GR Looking back at my second question about describing the work, could you do this by using an analogy?

LB I often think that Heraclitus’s analogy is appropriate to Borderlines. He was talking about the universal truth that nothing can ever repeat. He said ‘you can’t step into the same river twice’. There is just flow, there are ultimately no separate entities. Things are interconnected and constantly changing, to the point where they cannot be isolated and grasped, just like running water. This is the subject of Borderlines. In a more literal way, the work itself looks a little river-like as the paper flows off the roll, down the wall, spilling onto the floor.

To expand on this, the water in the river has no borderlines – there are no separate entities here. Similarly, the borderline between drawing and sculpture is ambiguous, like all dividing lines: while they may be spoken about theoretically, they are actually an impossibility, because everything in life is interlinked. Borderlines was created in 2017, at a time when, with Trump trying to build his wall and a few other governments trying to reduce immigration, borders were in the news every day. Whether borders demarcate a sculpture or a drawing or a country, it’s apparent that lines and boundaries can be crossed, and that nothing exists independently. So this work could be said to be primarily about interdependence.

GR The pandemic has accelerated the rethinking of our physicality in relation to so many aspects of our daily lives, from the way we interact with other people to our ability to experience places, prompting urgent questions about equality, health, environment, to name but a few. Do you have any thoughts that you would like to share in relations to this, which are relevant to your practice?

LB The pandemic has changed our habits. We have become so much more reliant on digital media and are more inclined to view art online.

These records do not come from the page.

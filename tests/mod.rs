//! # Integration tests
//!
//! Integration tests completely external from the crate. All code written in this module could be
//! written by an external user of the crate.
mod linear_program;
mod mixed_integer;

fn init_logging() {
    let _ = env_logger::builder().is_test(true).try_init();
}
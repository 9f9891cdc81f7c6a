use approx::assert_abs_diff_eq;

use mipsolve::{Backend, ConstraintType, InconsistencyError, LinearProgram, Objective, Simplex, Solve, SolverConfig, State};
use mipsolve::algorithm::simplex::tableau::dense::Dense;
use mipsolve::algorithm::simplex::tableau::revised::Revised;

use crate::init_logging;

/// min 3 + 2 x1 - x2 with x1 free.
fn lp() -> LinearProgram {
    LinearProgram::new(
        Objective::Minimize,
        3_f64,
        vec![2_f64, -1_f64],
        vec![vec![1_f64, 1_f64], vec![3_f64, 2_f64], vec![1_f64, 2_f64]],
        vec![ConstraintType::Greater, ConstraintType::Less, ConstraintType::Equal],
        vec![-2_f64, 4_f64, 23_f64],
        &[1],
    ).unwrap()
}

#[test]
fn free_variable() {
    init_logging();

    for backend in [Backend::Double, Backend::Rational, Backend::Revised] {
        let solution = lp().solve(&SolverConfig::default().with_backend(backend));
        assert_eq!(solution.state, State::Solved);
        assert_eq!(solution.objective, Objective::Minimize);
        assert_eq!(solution.objective_value, -76_f64);
        assert_eq!(solution.x, vec![-27_f64, 25_f64]);
        assert_eq!(solution.shadow_price, vec![-5_f64, 0_f64, 3_f64]);
        assert_eq!(solution.to_string(), "solved after 2 iterations: min -76 at x = (-27, 25)");
    }
}

#[test]
fn standard_form_directly() {
    let c = [13_f64, 6_f64, 2_f64, 0_f64, 0_f64];
    let a = [
        vec![5_f64, 1_f64, -4_f64, 1_f64, 0_f64],
        vec![1_f64, 2_f64, 8_f64, 0_f64, 1_f64],
    ];
    let b = [20_f64, 30_f64];
    let config = SolverConfig::default();

    let mut dense = Simplex::<Dense<f64>>::new(&c, &a, &b, &config).unwrap();
    let mut revised = Simplex::<Revised<f64>>::new(&c, &a, &b, &config).unwrap();
    assert_eq!(dense.solve(), State::Solved);
    assert_eq!(revised.solve(), State::Solved);
    assert_abs_diff_eq!(dense.max(), 101.111_111_1, epsilon = 1e-6);
    assert_abs_diff_eq!(revised.max(), 101.111_111_1, epsilon = 1e-6);
    for (&d, &r) in dense.x().iter().zip(revised.x()) {
        assert_abs_diff_eq!(d, r, epsilon = 1e-6);
    }
    assert_abs_diff_eq!(dense.x()[1], 14.444_444_4, epsilon = 1e-6);
}

#[test]
fn infeasible_and_unbounded() {
    let infeasible = LinearProgram::new(
        Objective::Maximize,
        0_f64,
        vec![1_f64],
        vec![vec![1_f64], vec![1_f64]],
        vec![ConstraintType::Greater, ConstraintType::Less],
        vec![5_f64, 2_f64],
        &[],
    ).unwrap();
    assert_eq!(infeasible.solve(&SolverConfig::default()).state, State::NoSolution);

    let unbounded = LinearProgram::new(
        Objective::Maximize,
        0_f64,
        vec![1_f64],
        vec![vec![1_f64]],
        vec![ConstraintType::Greater],
        vec![0_f64],
        &[],
    ).unwrap();
    let solution = unbounded.solve(&SolverConfig::default());
    assert_eq!(solution.state, State::Unbounded);
    assert!(solution.objective_value.is_nan());
}

#[test]
fn inconsistent_input() {
    let result = LinearProgram::new(
        Objective::Maximize,
        0_f64,
        vec![1_f64, 2_f64],
        vec![vec![1_f64, 1_f64]],
        vec![ConstraintType::Less],
        vec![1_f64, 2_f64],
        &[],
    );
    assert_eq!(result, Err(InconsistencyError::RowCount { name: "b", len: 2, nr_rows: 1 }));

    let result = LinearProgram::new(
        Objective::Maximize,
        0_f64,
        vec![1_f64, 2_f64],
        vec![vec![1_f64, 1_f64]],
        vec![ConstraintType::Less],
        vec![1_f64],
        &[3],
    );
    assert!(matches!(result, Err(InconsistencyError::VariableIndex { index: 3, .. })));
    if let Err(error) = result {
        assert_eq!(error.to_string(), "free variable index 3 is outside of the range 1..=2");
    }
}
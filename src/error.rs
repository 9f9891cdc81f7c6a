//! # Error reporting
//!
//! Errors are only returned when a problem is constructed or when configuration is read. Once a
//! problem is accepted, solving it never fails: infeasibility, unboundedness and numerical trouble
//! are reported through `State`.
use std::fmt;
use std::num::ParseIntError;

use thiserror::Error;

/// Kinds of variable index sets that can be provided with a problem.
#[allow(missing_docs)]
#[derive(Copy, Clone, Debug, Eq, PartialEq)]
pub enum VariableKind {
    Free,
    Integer,
    Binary,
}

impl fmt::Display for VariableKind {
    fn fmt(&self, f: &mut fmt::Formatter<'_>) -> fmt::Result {
        f.write_str(match self {
            VariableKind::Free => "free",
            VariableKind::Integer => "integer",
            VariableKind::Binary => "binary",
        })
    }
}

/// An `InconsistencyError` is returned when the description of a linear program doesn't fit
/// together.
///
/// This `Error` is not returned when the linear program is infeasible or unbounded. It is meant
/// only for descriptions of linear programs, and is never created after construction.
///
/// Relations are an enum, so unlike in loosely typed inputs, a missing relation can't be
/// represented and doesn't need a variant here.
#[derive(Clone, Debug, Error, PartialEq)]
pub enum InconsistencyError {
    /// A vector that should have one value per constraint has a different length.
    #[error("{name} has length {len}, but the constraint matrix has {nr_rows} rows")]
    RowCount {
        /// Which input vector is affected.
        name: &'static str,
        /// Length of that vector.
        len: usize,
        /// Number of rows in the constraint matrix.
        nr_rows: usize,
    },
    /// A constraint matrix row has a different length than the cost vector.
    #[error("row {row} of the constraint matrix has {len} coefficients, but there are {nr_variables} variables")]
    ColumnCount {
        /// Index of the row, starting at 1.
        row: usize,
        /// Length of the row.
        len: usize,
        /// Length of the cost vector.
        nr_variables: usize,
    },
    /// A variable index (these start at 1) doesn't refer to a variable.
    #[error("{kind} variable index {index} is outside of the range 1..={nr_variables}")]
    VariableIndex {
        /// The index set that contained the index.
        kind: VariableKind,
        /// The offending index.
        index: usize,
        /// Number of variables in the problem.
        nr_variables: usize,
    },
    /// Infinite and NaN values can't be pivoted on.
    #[error("{name} contains the non-finite value {value}")]
    NotFinite {
        /// Which input contains the value.
        name: &'static str,
        /// The offending value.
        value: f64,
    },
}

/// Reading a `SolverConfig` from the environment failed.
#[derive(Clone, Debug, Error, PartialEq, Eq)]
pub enum ConfigError {
    /// A variable that should hold a nonnegative integer doesn't.
    #[error("environment variable {name} has value \"{value}\", which is not a nonnegative integer")]
    Number {
        /// Name of the environment variable.
        name: &'static str,
        /// Its value.
        value: String,
        /// Why parsing failed.
        #[source]
        source: ParseIntError,
    },
    /// The backend name is not known.
    #[error("unknown simplex backend \"{0}\", expected \"double\", \"rational\" or \"revised\"")]
    Backend(String),
}

#[cfg(test)]
mod test {
    use crate::error::{InconsistencyError, VariableKind};

    #[test]
    fn messages() {
        let error = InconsistencyError::RowCount { name: "b", len: 2, nr_rows: 3 };
        assert_eq!(error.to_string(), "b has length 2, but the constraint matrix has 3 rows");

        let error = InconsistencyError::VariableIndex {
            kind: VariableKind::Free,
            index: 0,
            nr_variables: 2,
        };
        assert_eq!(error.to_string(), "free variable index 0 is outside of the range 1..=2");
    }
}
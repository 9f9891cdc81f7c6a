//! # Number types
//!
//! The simplex method is written once, over an abstract ordered field. This module defines that
//! field and provides the two implementations the solver is instantiated with: plain `f64` values
//! and exact rational numbers.
//!
//! A benefit of this approach is that the same pivoting code can run without round-off (useful on
//! degenerate problems and for testing), while the fast floating point variant is the default.
pub mod traits;
pub mod rational;
pub mod float;
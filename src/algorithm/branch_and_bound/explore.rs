//! # Exploring the tree
//!
//! Nodes are evaluated either one by one in the calling thread, or by a pool of workers sharing the
//! frontier. In both cases, a node whose evaluation panics is logged and treated as pruned.
use std::panic::{self, AssertUnwindSafe};
use std::sync::Arc;
use std::sync::atomic::{AtomicUsize, Ordering};

use parking_lot::{Condvar, Mutex};
use rayon::ThreadPoolBuilder;

use crate::algorithm::branch_and_bound::frontier::Frontier;
use crate::algorithm::branch_and_bound::node::Node;
use crate::algorithm::branch_and_bound::search::{Search, SearchState};

/// Evaluate a node, catching a panic.
fn evaluate_isolated(search: &Search, node: Node, state: &SearchState) -> Vec<Node> {
    let name = node.to_string();
    match panic::catch_unwind(AssertUnwindSafe(|| search.evaluate(node, state))) {
        Ok(children) => children,
        Err(_) => {
            log::error!("Evaluating node {name} failed, treating it as pruned");
            Vec::new()
        },
    }
}

/// Explore the tree in the calling thread.
pub fn sequential<FR: Frontier>(search: &Search, root: Node) -> SearchState {
    let state = SearchState::default();

    let mut frontier = FR::default();
    frontier.push(root);
    while let Some(node) = frontier.pop() {
        if state.is_unbounded() {
            break;
        }
        for child in evaluate_isolated(search, node, &state) {
            frontier.push(child);
        }
    }

    state
}

/// Explore the tree with a pool of workers.
///
/// Falls back to `sequential` when the pool can't be created.
///
/// # Arguments
///
/// * `search`: Context for evaluating nodes.
/// * `root`: First node to evaluate.
/// * `threads`: Size of the pool, at least one.
pub fn parallel<FR: Frontier>(search: Search, root: Node, threads: usize) -> SearchState {
    debug_assert!(threads > 0);

    let pool = match ThreadPoolBuilder::new()
        .num_threads(threads)
        .thread_name(|index| format!("bnb-solver-{index}"))
        .build() {
        Ok(pool) => pool,
        Err(error) => {
            log::warn!("Couldn't create a pool of {threads} workers ({error}), exploring sequentially");
            return sequential::<FR>(&search, root);
        },
    };

    let shared = Arc::new(Shared {
        search,
        state: SearchState::default(),
        frontier: Mutex::new(FR::default()),
        outstanding: AtomicUsize::new(0),
        finished: Mutex::new(()),
        all_done: Condvar::new(),
    });

    pool.install(|| submit(&shared, root));
    {
        let mut guard = shared.finished.lock();
        while shared.outstanding.load(Ordering::Acquire) > 0 {
            shared.all_done.wait(&mut guard);
        }
    }

    // Workers might still hold a handle to the shared state for a moment
    shared.state.take()
}

/// State shared by all workers.
struct Shared<FR> {
    search: Search,
    state: SearchState,
    frontier: Mutex<FR>,
    /// Number of nodes pushed onto the frontier of which the evaluation didn't finish yet.
    outstanding: AtomicUsize,
    finished: Mutex<()>,
    all_done: Condvar,
}

/// Push a node onto the frontier and schedule a task to evaluate a node.
///
/// Must be called from within the pool.
fn submit<FR: Frontier>(shared: &Arc<Shared<FR>>, node: Node) {
    shared.frontier.lock().push(node);
    shared.outstanding.fetch_add(1, Ordering::AcqRel);

    let shared = Arc::clone(shared);
    rayon::spawn(move || run_task(shared));
}

fn run_task<FR: Frontier>(shared: Arc<Shared<FR>>) {
    let node = shared.frontier.lock().pop();
    if let Some(node) = node {
        if !shared.state.is_unbounded() {
            for child in evaluate_isolated(&shared.search, node, &shared.state) {
                submit(&shared, child);
            }
        }
    }

    if shared.outstanding.fetch_sub(1, Ordering::AcqRel) == 1 {
        let _guard = shared.finished.lock();
        shared.all_done.notify_all();
    }
}
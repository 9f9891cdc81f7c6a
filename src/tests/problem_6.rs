//! A negative right hand side remains once no column improves the objective, which is repaired by a
//! dual pivot.
//!
//! min 2 x1 + x2
//! s.t. 5 x1 - x2 >= 2
//!      -3 x1 + 2 x2 >= -1
use crate::algorithm::Solve;
use crate::data::linear_program::elements::{ConstraintType, Objective};
use crate::data::linear_program::general_form::LinearProgram;
use crate::data::linear_program::solution::State;
use crate::tests::{configs, init_logging};

fn general_form() -> LinearProgram {
    LinearProgram::new(
        Objective::Minimize,
        0_f64,
        vec![2_f64, 1_f64],
        vec![vec![5_f64, -1_f64], vec![-3_f64, 2_f64]],
        vec![ConstraintType::Greater, ConstraintType::Greater],
        vec![2_f64, -1_f64],
        &[],
    ).unwrap()
}

#[test]
fn solve() {
    init_logging();

    for config in configs() {
        let solution = general_form().solve(&config);
        assert_eq!(solution.state, State::Solved, "{config:?}");
        assert_abs_diff_eq!(solution.objective_value, 1_f64, epsilon = 1e-9);
        for (actual, expected) in solution.x.iter().zip([0.428_571_4, 0.142_857_1]) {
            assert_abs_diff_eq!(*actual, expected, epsilon = 1e-9);
        }
        // Duals of the maximization of -2 x1 - x2: b y equals the optimum, -1
        assert_eq!(solution.shadow_price, vec![-1_f64, -1_f64]);
        assert_eq!(solution.reduced_cost, vec![0_f64, 0_f64]);
        // Pivots that set up the initial basis are not counted, leaving only the dual pivot
        assert_eq!(solution.iterations, 1);
    }
}
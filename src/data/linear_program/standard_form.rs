//! # Standard form
//!
//! A linear program in `StandardForm` is maximized, has only equality constraints and only
//! nonnegative variables. It is what the simplex method works on.
use crate::data::number_types::float::numerical_precision::round_to_precision;

/// A linear program: maximize `c x` subject to `A x = b` and `x >= 0`.
///
/// Derived from a general linear program. The first columns correspond to the variables of that
/// program, followed by the negative parts of its free variables and the slack and surplus
/// variables of its inequalities.
#[derive(Clone, Debug, PartialEq)]
pub struct StandardForm {
    cost: Vec<f64>,
    constraints: Vec<Vec<f64>>,
    b: Vec<f64>,

    nr_original_variables: usize,
    /// For each free variable, its index and the column of its negative part.
    free_columns: Vec<(usize, usize)>,
}

impl StandardForm {
    /// Create a new linear program in standard form.
    pub(crate) fn new(
        cost: Vec<f64>,
        constraints: Vec<Vec<f64>>,
        b: Vec<f64>,
        nr_original_variables: usize,
        free_columns: Vec<(usize, usize)>,
    ) -> Self {
        debug_assert!(constraints.iter().all(|row| row.len() == cost.len()));
        debug_assert_eq!(constraints.len(), b.len());
        debug_assert!(nr_original_variables <= cost.len());

        Self { cost, constraints, b, nr_original_variables, free_columns }
    }

    /// Get the cost vector, to be maximized.
    pub fn cost(&self) -> &[f64] {
        &self.cost
    }
    /// Get the constraint matrix.
    pub fn constraints(&self) -> &[Vec<f64>] {
        &self.constraints
    }
    /// Get the constraint vector `b`.
    pub fn b(&self) -> &[f64] {
        &self.b
    }
    /// Get the number of variables.
    pub fn nr_variables(&self) -> usize {
        self.cost.len()
    }
    /// Get the number of constraints.
    pub fn nr_constraints(&self) -> usize {
        self.constraints.len()
    }

    /// Translate a solution back to the variables of the general linear program.
    ///
    /// # Arguments
    ///
    /// * `x`: Value of every variable of this linear program.
    /// * `precision`: Number of decimal digits to round the free variables to.
    pub fn to_original(&self, x: &[f64], precision: u32) -> Vec<f64> {
        debug_assert_eq!(x.len(), self.nr_variables());

        let mut original = x[..self.nr_original_variables].to_vec();
        for &(variable, negative_part) in &self.free_columns {
            original[variable] = round_to_precision(original[variable] - x[negative_part], precision);
        }

        original
    }
}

As has hopefully become apparent, I put a high value on direct, unmediated experience. Most art, and certainly my own, has to be seen at first hand. Photography and film can be  hopeless at communicating scale, for example, which is a vital factor in any work. My art is all about moving around a piece and taking in the subtle changes of light, colour, texture and reflection. It is like a meditation on the first-hand experience of seeing.

My thoughts on this change in our habits? We should be building galleries that have much more daylight and much more ventilation. Let the natural world in! People need air, and light, and art.

 

 

 


September 2021
Interview with Giulia Ricci about Borderlines.